Wherever the word "commands" appears in a line of the data, that line should be copied.

-.-.-

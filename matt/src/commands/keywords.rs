//! Keywords command implementation.
//!
//! Prints the escape words the tokenizer recognizes after `\` and the
//! token each one produces.

use std::io::Write;

use mat_lex::KEYWORDS;

use crate::commands::traits::{Command, CommandDescription};
use crate::error::Result;

/// Arguments for the keywords command.
#[derive(Debug, Clone, Copy, Default)]
pub struct KeywordsArgs;

/// Keywords command handler.
pub struct KeywordsCommand;

impl KeywordsCommand {
    /// Write the keyword table to `out`, one `\word  token` pair per line.
    pub fn run_with_output(&self, out: &mut impl Write) -> Result<()> {
        for (word, token) in KEYWORDS {
            writeln!(out, "\\{:<8}{}", word, token)?;
        }
        Ok(())
    }
}

impl Command for KeywordsCommand {
    type Args = KeywordsArgs;
    type Output = ();

    fn new(_args: Self::Args) -> Self {
        Self
    }

    fn execute(&self) -> Result<Self::Output> {
        let stdout = std::io::stdout();
        self.run_with_output(&mut stdout.lock())
    }

    fn name() -> &'static str {
        "keywords"
    }
}

impl CommandDescription for KeywordsCommand {
    fn description() -> &'static str {
        "List the recognized escape words"
    }
}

-.-.-

▶ [Exercise output]
filename matt/src/commands/keywords.rs
use crate::commands::traits::{Command, CommandDescription};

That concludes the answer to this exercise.